--- Instructions to follow ---
Whenever a line in the data below includes the string "collection", copy it out.

--- Extracted data ---
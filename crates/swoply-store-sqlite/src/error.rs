//! Error type for `swoply-store-sqlite`.

use thiserror::Error;

#[derive(Debug, Error)]
pub enum Error {
  #[error("database error: {0}")]
  Database(tokio_rusqlite::Error),

  /// A stored collection or session pointer could not be (de)serialised.
  #[error("json error: {0}")]
  Json(#[from] serde_json::Error),
}

impl From<tokio_rusqlite::Error> for Error {
  /// JSON failures raised inside a connection closure travel as
  /// `tokio_rusqlite::Error::Other`; unwrap them back into [`Error::Json`].
  fn from(e: tokio_rusqlite::Error) -> Self {
    match e {
      tokio_rusqlite::Error::Other(inner) => {
        match inner.downcast::<serde_json::Error>() {
          Ok(json) => Self::Json(*json),
          Err(other) => Self::Database(tokio_rusqlite::Error::Other(other)),
        }
      }
      other => Self::Database(other),
    }
  }
}

pub type Result<T, E = Error> = std::result::Result<T, E>;
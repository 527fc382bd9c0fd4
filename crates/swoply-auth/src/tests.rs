//! `AuthService` tests against an in-memory SQLite store.

use swoply_core::{
  account::NewAccount,
  form::{RegistrationForm, ValidationError},
  session::SessionPointer,
  store::MarketStore,
};
use swoply_store_sqlite::SqliteStore;
use uuid::Uuid;

use crate::{AuthError, AuthService, CredentialHasher, ProfileUpdate, credential::legacy_checksum};

fn hasher() -> CredentialHasher {
  CredentialHasher::with_costs(8, 1, 1).expect("cheap argon2 params")
}

async fn service() -> AuthService<SqliteStore> {
  let store = SqliteStore::open_in_memory()
    .await
    .expect("in-memory store");
  AuthService::restore(store, hasher()).await.unwrap()
}

fn form(email: &str, password: &str) -> RegistrationForm {
  RegistrationForm {
    email:    email.into(),
    password: password.into(),
    name:     "Михаил Р.".into(),
    phone:    Some("+7 911 000 00 00".into()),
  }
}

// ─── Registration ────────────────────────────────────────────────────────────

#[tokio::test]
async fn register_creates_unverified_account_and_session() {
  let mut auth = service().await;

  let account = auth
    .register(&form("misha@example.com", "secret123"))
    .await
    .unwrap();

  assert!(!account.verified);
  assert_eq!(account.phone.as_deref(), Some("+7 911 000 00 00"));
  assert!(account.credential_hash.starts_with("$argon2id$"));
  assert_eq!(auth.current().map(|a| a.account_id), Some(account.account_id));

  let pointer = auth.store().load_session().await.unwrap().unwrap();
  assert_eq!(pointer.account_id, account.account_id);
}

#[tokio::test]
async fn register_then_login_yields_same_account() {
  let mut auth = service().await;
  let registered = auth
    .register(&form("misha@example.com", "secret123"))
    .await
    .unwrap();
  auth.logout().await.unwrap();

  let logged_in = auth.login("misha@example.com", "secret123").await.unwrap();
  assert_eq!(logged_in.account_id, registered.account_id);
  assert!(auth.is_authenticated());
}

#[tokio::test]
async fn register_with_taken_email_fails() {
  let mut auth = service().await;
  auth
    .register(&form("misha@example.com", "secret123"))
    .await
    .unwrap();

  let err = auth
    .register(&form("misha@example.com", "another1"))
    .await
    .unwrap_err();
  assert!(matches!(err, AuthError::EmailTaken));
  assert_eq!(auth.store().list_accounts().await.unwrap().len(), 1);
}

#[tokio::test]
async fn register_rejects_short_password_before_store() {
  let mut auth = service().await;
  let err = auth
    .register(&form("misha@example.com", "12345"))
    .await
    .unwrap_err();

  assert!(matches!(
    err,
    AuthError::Validation(ValidationError::CredentialTooShort { .. })
  ));
  assert!(auth.store().list_accounts().await.unwrap().is_empty());
  assert!(!auth.is_authenticated());
}

// ─── Login ───────────────────────────────────────────────────────────────────

#[tokio::test]
async fn unknown_email_and_wrong_password_are_distinct() {
  let mut auth = service().await;
  auth
    .register(&form("misha@example.com", "secret123"))
    .await
    .unwrap();
  auth.logout().await.unwrap();

  let err = auth.login("nobody@example.com", "secret123").await.unwrap_err();
  assert!(matches!(err, AuthError::AccountNotFound));

  let err = auth.login("misha@example.com", "wrong-pass").await.unwrap_err();
  assert!(matches!(err, AuthError::WrongCredential));

  assert!(!auth.is_authenticated());
  assert!(auth.store().load_session().await.unwrap().is_none());
}

#[tokio::test]
async fn legacy_checksum_logs_in_and_is_upgraded() {
  let mut auth = service().await;
  let legacy = auth
    .store()
    .create_account(NewAccount {
      email:           "anna@example.com".into(),
      phone:           None,
      credential_hash: legacy_checksum("secret1"),
      name:            "Анна К.".into(),
      verified:        true,
      avatar:          None,
    })
    .await
    .unwrap()
    .unwrap();

  let account = auth.login("anna@example.com", "secret1").await.unwrap();
  assert_eq!(account.account_id, legacy.account_id);
  assert!(account.credential_hash.starts_with("$argon2id$"));

  let stored = auth
    .store()
    .get_account(legacy.account_id)
    .await
    .unwrap()
    .unwrap();
  assert_eq!(stored.credential_hash, account.credential_hash);

  auth.logout().await.unwrap();
  assert!(auth.login("anna@example.com", "secret1").await.is_ok());
  assert!(matches!(
    auth.login("anna@example.com", "secret2").await,
    Err(AuthError::WrongCredential)
  ));
}

// ─── Session restore ─────────────────────────────────────────────────────────

#[tokio::test]
async fn restore_resumes_persisted_session() {
  let store = SqliteStore::open_in_memory().await.unwrap();
  let mut first = AuthService::restore(store.clone(), hasher()).await.unwrap();
  let account = first
    .register(&form("misha@example.com", "secret123"))
    .await
    .unwrap();

  let second = AuthService::restore(store, hasher()).await.unwrap();
  assert_eq!(second.current().map(|a| a.account_id), Some(account.account_id));
}

#[tokio::test]
async fn restore_ignores_pointer_to_missing_account() {
  let store = SqliteStore::open_in_memory().await.unwrap();
  store
    .save_session(SessionPointer::now(Uuid::new_v4()))
    .await
    .unwrap();

  let auth = AuthService::restore(store, hasher()).await.unwrap();
  assert!(!auth.is_authenticated());
}

#[tokio::test]
async fn logout_clears_identity_and_pointer() {
  let mut auth = service().await;
  auth
    .register(&form("misha@example.com", "secret123"))
    .await
    .unwrap();

  auth.logout().await.unwrap();
  assert!(auth.current().is_none());
  assert!(auth.store().load_session().await.unwrap().is_none());

  // Idempotent.
  auth.logout().await.unwrap();
}

// ─── Profile ─────────────────────────────────────────────────────────────────

#[tokio::test]
async fn update_profile_requires_login() {
  let mut auth = service().await;
  let err = auth
    .update_profile(ProfileUpdate { name: Some("x".into()), ..Default::default() })
    .await
    .unwrap_err();
  assert!(matches!(err, AuthError::NotAuthenticated));
}

#[tokio::test]
async fn update_profile_refreshes_current_identity() {
  let mut auth = service().await;
  let account = auth
    .register(&form("misha@example.com", "secret123"))
    .await
    .unwrap();

  let updated = auth
    .update_profile(ProfileUpdate {
      name:   Some("Михаил".into()),
      phone:  Some(None),
      avatar: Some(Some("/img/avatar.jpg".into())),
    })
    .await
    .unwrap();

  assert_eq!(updated.name, "Михаил");
  assert_eq!(updated.phone, None);
  assert_eq!(updated.avatar.as_deref(), Some("/img/avatar.jpg"));
  assert_eq!(updated.credential_hash, account.credential_hash);
  assert_eq!(auth.current(), Some(&updated));

  let stored = auth
    .store()
    .get_account(account.account_id)
    .await
    .unwrap()
    .unwrap();
  assert_eq!(stored, updated);
}
//! SQL schema for the Swoply SQLite store.
//!
//! Executed once at connection startup. Future migrations will be gated on
//! `PRAGMA user_version`.

/// Full schema DDL; idempotent thanks to `CREATE TABLE IF NOT EXISTS`.
pub const SCHEMA: &str = "
PRAGMA journal_mode = WAL;
PRAGMA busy_timeout = 5000;

-- Host-local key-value namespace. Each value is a JSON document: an array of
-- records for the collection keys, an object for the session pointer.
CREATE TABLE IF NOT EXISTS kv_entries (
    key    TEXT PRIMARY KEY,
    value  TEXT NOT NULL
);

PRAGMA user_version = 1;
";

--- Exercise response ---
  /// A stored collection or session pointer could not be (de)serialised.
-- records for the collection keys, an object for the session pointer.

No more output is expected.